Describe the Vaughan Williams system of classifying anti-dysrhythmic drugs.
- Sodium channel blockers (divided into 1a, 1b, 1c).
- β-adrenoceptor blockers.
- Potassium channel blockers.
- Calcium channel blockers.
- Unclassified.
How do sodium channel blockers work?
- They inhibit action potential propagation and reduce the rate of cardiac depolarisation during phase 0.
- They bind to the open and refractory states of the channels and so are viewed as use-dependent.
- This means that they work more efficiently if there is high activity and so are more effective against abnormal high frequency activity and not so much against normal beating rates.
- They can block from the cytoplasmic side or the luminal side.
What is Disopyramide and what are the indications for its use?
- Disopyramide is a class 1a sodium channel blocker.
- Indications for use:
- Ventricular and supraventricular dysrhythmia.
- Prevention of recurrent atrial fibrillation triggered by vagal over-activity.
- Maintenance of sinus rhythm after cardioversion.
What is Lignocaine and what are the indications for its use?
- Lignocaine is a class 1b sodium channel blocker.
- Indication for use:
- Treatment and prevention of ventricular tachycardia and fibrillation during and immediately after MI.
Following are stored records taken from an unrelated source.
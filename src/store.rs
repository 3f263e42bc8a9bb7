//! Question-bank persistence.
//!
//! A bank and its questions are written in one transaction at the end of a
//! successful pipeline run, so readers never observe a half-written bank.
//! The `UNIQUE(owner_id, source_file_hash)` constraint is the authoritative
//! duplicate check; [`BankStore::find_bank`] is only an advisory pre-check.

use sqlx::{Row, SqlitePool};

use crate::error::PipelineError;
use crate::models::{BankRecord, BankStatus, Question};

pub struct BankStore {
    pool: SqlitePool,
}

impl BankStore {
    pub fn new(pool: SqlitePool) -> Self {
        Self { pool }
    }

    pub fn pool(&self) -> &SqlitePool {
        &self.pool
    }

    /// Looks up an existing bank for this owner and document hash.
    pub async fn find_bank(
        &self,
        owner: i64,
        source_file_hash: &str,
    ) -> Result<Option<BankRecord>, PipelineError> {
        let row = sqlx::query(
            "SELECT id, owner_id, name, description, source_file, source_file_hash, \
             question_count, status, created_at \
             FROM banks WHERE owner_id = ? AND source_file_hash = ?",
        )
        .bind(owner)
        .bind(source_file_hash)
        .fetch_optional(&self.pool)
        .await?;

        Ok(row.map(|r| row_to_bank(&r)))
    }

    /// Inserts the bank row and all questions atomically.
    ///
    /// A unique-constraint violation on `(owner_id, source_file_hash)` means
    /// another task persisted the same document first; the error carries the
    /// winning bank's id.
    pub async fn commit(
        &self,
        bank: &BankRecord,
        questions: &[Question],
    ) -> Result<(), PipelineError> {
        let mut tx = self.pool.begin().await?;

        let inserted = sqlx::query(
            "INSERT INTO banks (id, owner_id, name, description, source_file, \
             source_file_hash, question_count, status, created_at) \
             VALUES (?, ?, ?, ?, ?, ?, ?, ?, ?)",
        )
        .bind(&bank.id)
        .bind(bank.owner)
        .bind(&bank.name)
        .bind(&bank.description)
        .bind(&bank.source_file)
        .bind(&bank.source_file_hash)
        .bind(questions.len() as i64)
        .bind(BankStatus::Completed.as_str())
        .bind(bank.created_at)
        .execute(&mut *tx)
        .await;

        if let Err(e) = inserted {
            if is_unique_violation(&e) {
                drop(tx);
                let existing = self.find_bank(bank.owner, &bank.source_file_hash).await?;
                let bank_id = existing.map(|b| b.id).unwrap_or_default();
                return Err(PipelineError::DuplicateDocument { bank_id });
            }
            return Err(e.into());
        }

        for q in questions {
            let options_json =
                serde_json::to_string(&q.options).unwrap_or_else(|_| "[]".to_string());
            sqlx::query(
                "INSERT INTO questions (bank_id, question, kind, options, answer, \
                 explanation, difficulty, source_chunk_index, confidence) \
                 VALUES (?, ?, ?, ?, ?, ?, ?, ?, ?)",
            )
            .bind(&bank.id)
            .bind(&q.text)
            .bind(q.kind.as_str())
            .bind(options_json)
            .bind(&q.correct_answer)
            .bind(&q.explanation)
            .bind(q.difficulty as i64)
            .bind(q.source_chunk_index as i64)
            .bind(q.confidence as f64)
            .execute(&mut *tx)
            .await?;
        }

        tx.commit().await?;
        Ok(())
    }

    /// All banks for one owner, newest first.
    pub async fn list_banks(&self, owner: i64) -> Result<Vec<BankRecord>, PipelineError> {
        let rows = sqlx::query(
            "SELECT id, owner_id, name, description, source_file, source_file_hash, \
             question_count, status, created_at \
             FROM banks WHERE owner_id = ? ORDER BY created_at DESC",
        )
        .bind(owner)
        .fetch_all(&self.pool)
        .await?;

        Ok(rows.iter().map(row_to_bank).collect())
    }

    /// Questions of one bank, in insertion order.
    pub async fn bank_questions(&self, bank_id: &str) -> Result<Vec<Question>, PipelineError> {
        let rows = sqlx::query(
            "SELECT question, kind, options, answer, explanation, difficulty, \
             source_chunk_index, confidence \
             FROM questions WHERE bank_id = ? ORDER BY id",
        )
        .bind(bank_id)
        .fetch_all(&self.pool)
        .await?;

        Ok(rows
            .iter()
            .map(|r| {
                let kind_str: String = r.get("kind");
                let options_json: String = r.get("options");
                Question {
                    text: r.get("question"),
                    kind: crate::models::QuestionKind::parse(&kind_str)
                        .unwrap_or(crate::models::QuestionKind::FillBlank),
                    options: serde_json::from_str(&options_json).unwrap_or_default(),
                    correct_answer: r.get("answer"),
                    explanation: r.get("explanation"),
                    difficulty: r.get::<i64, _>("difficulty") as u8,
                    source_chunk_index: r.get::<i64, _>("source_chunk_index") as usize,
                    confidence: r.get::<f64, _>("confidence") as f32,
                }
            })
            .collect())
    }
}

fn row_to_bank(row: &sqlx::sqlite::SqliteRow) -> BankRecord {
    let status_str: String = row.get("status");
    BankRecord {
        id: row.get("id"),
        owner: row.get("owner_id"),
        name: row.get("name"),
        description: row.get("description"),
        source_file: row.get("source_file"),
        source_file_hash: row.get("source_file_hash"),
        question_count: row.get("question_count"),
        status: BankStatus::parse(&status_str).unwrap_or(BankStatus::Error),
        created_at: row.get("created_at"),
    }
}

fn is_unique_violation(e: &sqlx::Error) -> bool {
    matches!(e, sqlx::Error::Database(db) if db.is_unique_violation())
}

#[cfg(test)]
mod tests {
    use super::*;
    use crate::config::{Config, DbConfig};
    use crate::models::QuestionKind;
    use chrono::Utc;

    async fn test_store(dir: &tempfile::TempDir) -> BankStore {
        let config = Config {
            db: DbConfig {
                path: dir.path().join("test.sqlite"),
            },
            limits: Default::default(),
            chunking: Default::default(),
            generation: Default::default(),
            tasks: Default::default(),
        };
        let pool = crate::db::connect(&config).await.unwrap();
        crate::migrate::run_migrations(&pool).await.unwrap();
        BankStore::new(pool)
    }

    fn bank(id: &str, owner: i64, hash: &str) -> BankRecord {
        BankRecord {
            id: id.to_string(),
            owner,
            name: "Chapter 1".to_string(),
            description: String::new(),
            source_file: "chapter1.pdf".to_string(),
            source_file_hash: hash.to_string(),
            question_count: 0,
            status: BankStatus::Completed,
            created_at: Utc::now().timestamp(),
        }
    }

    fn sample_question(index: usize) -> Question {
        Question {
            text: format!("What is discussed in section {}?", index),
            kind: QuestionKind::Choice,
            options: vec!["a".into(), "b".into(), "c".into()],
            correct_answer: "a".into(),
            explanation: "Stated directly.".into(),
            difficulty: 2,
            source_chunk_index: index,
            confidence: 0.9,
        }
    }

    #[tokio::test]
    async fn commit_then_read_back() {
        let dir = tempfile::tempdir().unwrap();
        let store = test_store(&dir).await;

        let questions = vec![sample_question(0), sample_question(1)];
        store.commit(&bank("b1", 7, "hash-a"), &questions).await.unwrap();

        let found = store.find_bank(7, "hash-a").await.unwrap().unwrap();
        assert_eq!(found.id, "b1");
        assert_eq!(found.question_count, 2);
        assert_eq!(found.status, BankStatus::Completed);

        let loaded = store.bank_questions("b1").await.unwrap();
        assert_eq!(loaded.len(), 2);
        assert_eq!(loaded[0].kind, QuestionKind::Choice);
        assert_eq!(loaded[0].options.len(), 3);
        assert_eq!(loaded[1].source_chunk_index, 1);
    }

    #[tokio::test]
    async fn duplicate_commit_names_winning_bank() {
        let dir = tempfile::tempdir().unwrap();
        let store = test_store(&dir).await;

        store
            .commit(&bank("first", 7, "hash-a"), &[sample_question(0)])
            .await
            .unwrap();
        let err = store
            .commit(&bank("second", 7, "hash-a"), &[sample_question(0)])
            .await
            .unwrap_err();
        match err {
            PipelineError::DuplicateDocument { bank_id } => assert_eq!(bank_id, "first"),
            other => panic!("unexpected error: {other}"),
        }

        // The losing transaction left nothing behind.
        let banks = store.list_banks(7).await.unwrap();
        assert_eq!(banks.len(), 1);
        assert!(store.bank_questions("second").await.unwrap().is_empty());
    }

    #[tokio::test]
    async fn same_hash_different_owner_is_allowed() {
        let dir = tempfile::tempdir().unwrap();
        let store = test_store(&dir).await;

        store.commit(&bank("b1", 1, "hash-a"), &[]).await.unwrap();
        store.commit(&bank("b2", 2, "hash-a"), &[]).await.unwrap();
        assert_eq!(store.list_banks(1).await.unwrap().len(), 1);
        assert_eq!(store.list_banks(2).await.unwrap().len(), 1);
    }

    #[tokio::test]
    async fn list_banks_newest_first() {
        let dir = tempfile::tempdir().unwrap();
        let store = test_store(&dir).await;

        let mut old = bank("old", 1, "hash-old");
        old.created_at = 100;
        let mut new = bank("new", 1, "hash-new");
        new.created_at = 200;
        store.commit(&old, &[]).await.unwrap();
        store.commit(&new, &[]).await.unwrap();

        let banks = store.list_banks(1).await.unwrap();
        assert_eq!(banks[0].id, "new");
        assert_eq!(banks[1].id, "old");
    }
}
//! In-memory progress logs for running and recently finished tasks.
//!
//! Each task owns an append-only ordered list of [`ProgressEvent`]s. Readers
//! poll with [`ProgressStore::events_since`] or wait on the task's
//! [`Notify`] handle; the store never blocks writers on readers. Logs for
//! terminal tasks are kept for a grace period so late pollers still see the
//! final state, then purged on the next [`ProgressStore::expire`] call.

use std::collections::HashMap;
use std::sync::{Arc, RwLock};
use std::time::{Duration, Instant};

use tokio::sync::Notify;

use crate::error::PipelineError;
use crate::models::{ProgressEvent, TaskStatus};

struct TaskLog {
    events: Vec<ProgressEvent>,
    notify: Arc<Notify>,
    terminal_at: Option<Instant>,
}

/// Shared registry of per-task progress logs.
pub struct ProgressStore {
    inner: RwLock<HashMap<String, TaskLog>>,
    grace: Duration,
}

impl ProgressStore {
    pub fn new(grace: Duration) -> Self {
        Self {
            inner: RwLock::new(HashMap::new()),
            grace,
        }
    }

    /// Registers an empty log for a new task.
    pub fn create(&self, task_id: &str) {
        let mut map = self.inner.write().unwrap();
        map.insert(
            task_id.to_string(),
            TaskLog {
                events: Vec::new(),
                notify: Arc::new(Notify::new()),
                terminal_at: None,
            },
        );
    }

    /// Appends an event to a task's log and wakes waiters.
    ///
    /// Percent is clamped to be non-decreasing within one task, except for
    /// error and cancelled events which keep their reported value.
    pub fn append(&self, mut event: ProgressEvent) -> Result<(), PipelineError> {
        let mut map = self.inner.write().unwrap();
        let log = map
            .get_mut(&event.task_id)
            .ok_or_else(|| PipelineError::UnknownTask(event.task_id.clone()))?;

        if !matches!(event.status, TaskStatus::Error | TaskStatus::Cancelled) {
            if let Some(last) = log.events.last() {
                if event.percent < last.percent {
                    event.percent = last.percent;
                }
            }
        }
        if event.status.is_terminal() {
            log.terminal_at = Some(Instant::now());
        }
        log.events.push(event);
        log.notify.notify_waiters();
        Ok(())
    }

    /// Latest event for a task, if any has been recorded.
    pub fn latest(&self, task_id: &str) -> Result<Option<ProgressEvent>, PipelineError> {
        let map = self.inner.read().unwrap();
        let log = map
            .get(task_id)
            .ok_or_else(|| PipelineError::UnknownTask(task_id.to_string()))?;
        Ok(log.events.last().cloned())
    }

    /// Events recorded after position `after` (0 returns everything).
    /// The returned offset is the new log length, for the next poll.
    pub fn events_since(
        &self,
        task_id: &str,
        after: usize,
    ) -> Result<(Vec<ProgressEvent>, usize), PipelineError> {
        let map = self.inner.read().unwrap();
        let log = map
            .get(task_id)
            .ok_or_else(|| PipelineError::UnknownTask(task_id.to_string()))?;
        let events = log.events.get(after..).unwrap_or_default().to_vec();
        Ok((events, log.events.len()))
    }

    /// Current snapshot plus a handle that is notified on every append.
    pub fn subscribe(
        &self,
        task_id: &str,
    ) -> Result<(Vec<ProgressEvent>, Arc<Notify>), PipelineError> {
        let map = self.inner.read().unwrap();
        let log = map
            .get(task_id)
            .ok_or_else(|| PipelineError::UnknownTask(task_id.to_string()))?;
        Ok((log.events.clone(), Arc::clone(&log.notify)))
    }

    /// Drops logs whose task reached a terminal state more than the grace
    /// period ago. Called opportunistically on submission, not from a
    /// background loop.
    pub fn expire(&self) {
        let mut map = self.inner.write().unwrap();
        let grace = self.grace;
        map.retain(|_, log| match log.terminal_at {
            Some(at) => at.elapsed() < grace,
            None => true,
        });
    }

    #[cfg(test)]
    pub fn len(&self) -> usize {
        self.inner.read().unwrap().len()
    }
}

#[cfg(test)]
mod tests {
    use super::*;

    fn event(task_id: &str, status: TaskStatus, percent: u8) -> ProgressEvent {
        ProgressEvent::new(task_id, status, percent, "msg", status.as_str())
    }

    #[test]
    fn append_to_unknown_task_fails() {
        let store = ProgressStore::new(Duration::from_secs(300));
        let err = store
            .append(event("nope", TaskStatus::Queued, 0))
            .unwrap_err();
        assert!(matches!(err, PipelineError::UnknownTask(_)));
    }

    #[test]
    fn percent_never_decreases_before_terminal() {
        let store = ProgressStore::new(Duration::from_secs(300));
        store.create("t");
        store.append(event("t", TaskStatus::Chunking, 25)).unwrap();
        store.append(event("t", TaskStatus::Generating, 20)).unwrap();
        let latest = store.latest("t").unwrap().unwrap();
        assert_eq!(latest.percent, 25);

        // Error events keep their own percent.
        store.append(event("t", TaskStatus::Error, 10)).unwrap();
        let latest = store.latest("t").unwrap().unwrap();
        assert_eq!(latest.percent, 10);
    }

    #[test]
    fn events_since_pages_through_the_log() {
        let store = ProgressStore::new(Duration::from_secs(300));
        store.create("t");
        store.append(event("t", TaskStatus::Queued, 0)).unwrap();
        store.append(event("t", TaskStatus::Parsing, 5)).unwrap();

        let (batch, offset) = store.events_since("t", 0).unwrap();
        assert_eq!(batch.len(), 2);
        assert_eq!(offset, 2);

        store.append(event("t", TaskStatus::Cleaning, 20)).unwrap();
        let (batch, offset) = store.events_since("t", offset).unwrap();
        assert_eq!(batch.len(), 1);
        assert_eq!(batch[0].status, TaskStatus::Cleaning);
        assert_eq!(offset, 3);
    }

    #[test]
    fn expire_drops_only_terminal_logs() {
        let store = ProgressStore::new(Duration::ZERO);
        store.create("running");
        store.create("done");
        store
            .append(event("running", TaskStatus::Generating, 50))
            .unwrap();
        store
            .append(event("done", TaskStatus::Completed, 100))
            .unwrap();

        store.expire();
        assert_eq!(store.len(), 1);
        assert!(store.latest("running").is_ok());
        assert!(matches!(
            store.latest("done"),
            Err(PipelineError::UnknownTask(_))
        ));
    }

    #[tokio::test]
    async fn subscribe_sees_appends() {
        let store = Arc::new(ProgressStore::new(Duration::from_secs(300)));
        store.create("t");
        let (snapshot, notify) = store.subscribe("t").unwrap();
        assert!(snapshot.is_empty());

        let notified = notify.notified();
        tokio::pin!(notified);
        notified.as_mut().enable();
        store.append(event("t", TaskStatus::Queued, 0)).unwrap();
        notified.await;

        let (events, _) = store.events_since("t", 0).unwrap();
        assert_eq!(events.len(), 1);
    }
}
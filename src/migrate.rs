//! Schema creation. Idempotent; run at startup.

use anyhow::Result;
use sqlx::SqlitePool;

pub async fn run_migrations(pool: &SqlitePool) -> Result<()> {
    sqlx::query(
        r#"
        CREATE TABLE IF NOT EXISTS banks (
            id TEXT PRIMARY KEY,
            owner_id INTEGER NOT NULL,
            name TEXT NOT NULL,
            description TEXT NOT NULL DEFAULT '',
            source_file TEXT NOT NULL,
            source_file_hash TEXT NOT NULL,
            question_count INTEGER NOT NULL DEFAULT 0,
            status TEXT NOT NULL DEFAULT 'processing',
            created_at INTEGER NOT NULL,
            UNIQUE(owner_id, source_file_hash)
        )
        "#,
    )
    .execute(pool)
    .await?;

    sqlx::query(
        r#"
        CREATE TABLE IF NOT EXISTS questions (
            id INTEGER PRIMARY KEY AUTOINCREMENT,
            bank_id TEXT NOT NULL REFERENCES banks(id) ON DELETE CASCADE,
            question TEXT NOT NULL,
            kind TEXT NOT NULL,
            options TEXT NOT NULL DEFAULT '[]',
            answer TEXT NOT NULL,
            explanation TEXT NOT NULL DEFAULT '',
            difficulty INTEGER NOT NULL DEFAULT 2,
            source_chunk_index INTEGER NOT NULL DEFAULT 0,
            confidence REAL NOT NULL DEFAULT 0.9
        )
        "#,
    )
    .execute(pool)
    .await?;

    sqlx::query("CREATE INDEX IF NOT EXISTS idx_banks_owner ON banks(owner_id)")
        .execute(pool)
        .await?;
    sqlx::query("CREATE INDEX IF NOT EXISTS idx_questions_bank ON questions(bank_id)")
        .execute(pool)
        .await?;

    Ok(())
}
- To be given during CPR as an alternative if amiodarone is not available.
What is Flecainide and what are the indications for its use?
- Flecainide is a class 1c sodium channel blocker.
- Indications for use:
- Suppresses ventricular ectopic beats.
- Prevents paroxysmal atrial fibrillation and recurrent tachycardia associated with abnormal conducting pathways.
What are the contraindications of Disopyramide (class 1a sodium channel blocker)?
- Bundle branch block associated with first-degree AV block.
- Second- and third- degree AV block (unless pacemaker fitted).
- Severe heart failure (unless secondary to arrhythmia).
- Severe sinus node dysfunction.
What are the contraindications of Lignocaine?
- All grades of AV block.
- Severe myocardial depression.
- Sinoatrial disorders.
How do β-Adrenoceptor blockers work?
- Block β-1 receptors, slowing the heart rate and decreasing cardiac output.
- β-1 receptor activation increases the rate of depolarisation of th pacemaker cells, so blocking them decreases this.
- β-1 receptor activation enhances calcium entry in phase 2 of the cardiac action potential, so blocking them reduces this.
- β-blockers increase the refractory period of the AV node, so prevent recurrent attacks of supraventricular tachycardias.
- Basically increased sympathetic drive and influence tend to promote dysrhythmias and so attenuating their influence will slow the heart and decrease their occurrence.
Give examples of β-blockers.
What are the indications for their use?
- Sotalol, bisopralol, atenolol.
- Indications for use:
- Reduce mortality following MI
- Prevent recurrence of tachycardias provoked by increased sympathetic activity.
- Also used in hypertension, angina, arrhythmias, heart failure and thyrotoxicosis.
What are the contraindications for β-blocker use?
- Symptomatic bradycardia
- AV block
- Decompensated heart failure
- Asthma
What are the common adverse effects of β-blockers?
- Nausea, weakness and dizziness.
- Cold hands and feet.
- Fatigue.
- Slow heart rate.
- Swelling of hands and feet.
How do potassium channel blockers work?
Give an example of a potassium channel blocker.
- They prolong the cardiac action potential by prolnging the refractory period.
- Amiodarone
What are the indications for use of a potassium channel blocker?
- Amiodarone is used to treat tachycardia associated with Wolff-Parkinson_white syndrome.
- Sotalol combines class 3 with class 2 actions. It is used in supraventricular dysrhythmias and suppress ventricular ectopic beats and short runs of tachycardia.
What is Wolff-Parkinson-White Syndrome?
- Wolff-Parkinson-White syndrome is a heart condition featuring episodes of an abnormally fast heart rate.
- Episodes can last for seconds, minutes, hours, or (in rare cases) days.
- They may occur regularly, once or twice a week, or just once in a while.
- The combination of Wolff-Parkinson_white syndrome and atrial fibrillation can be life-threatening.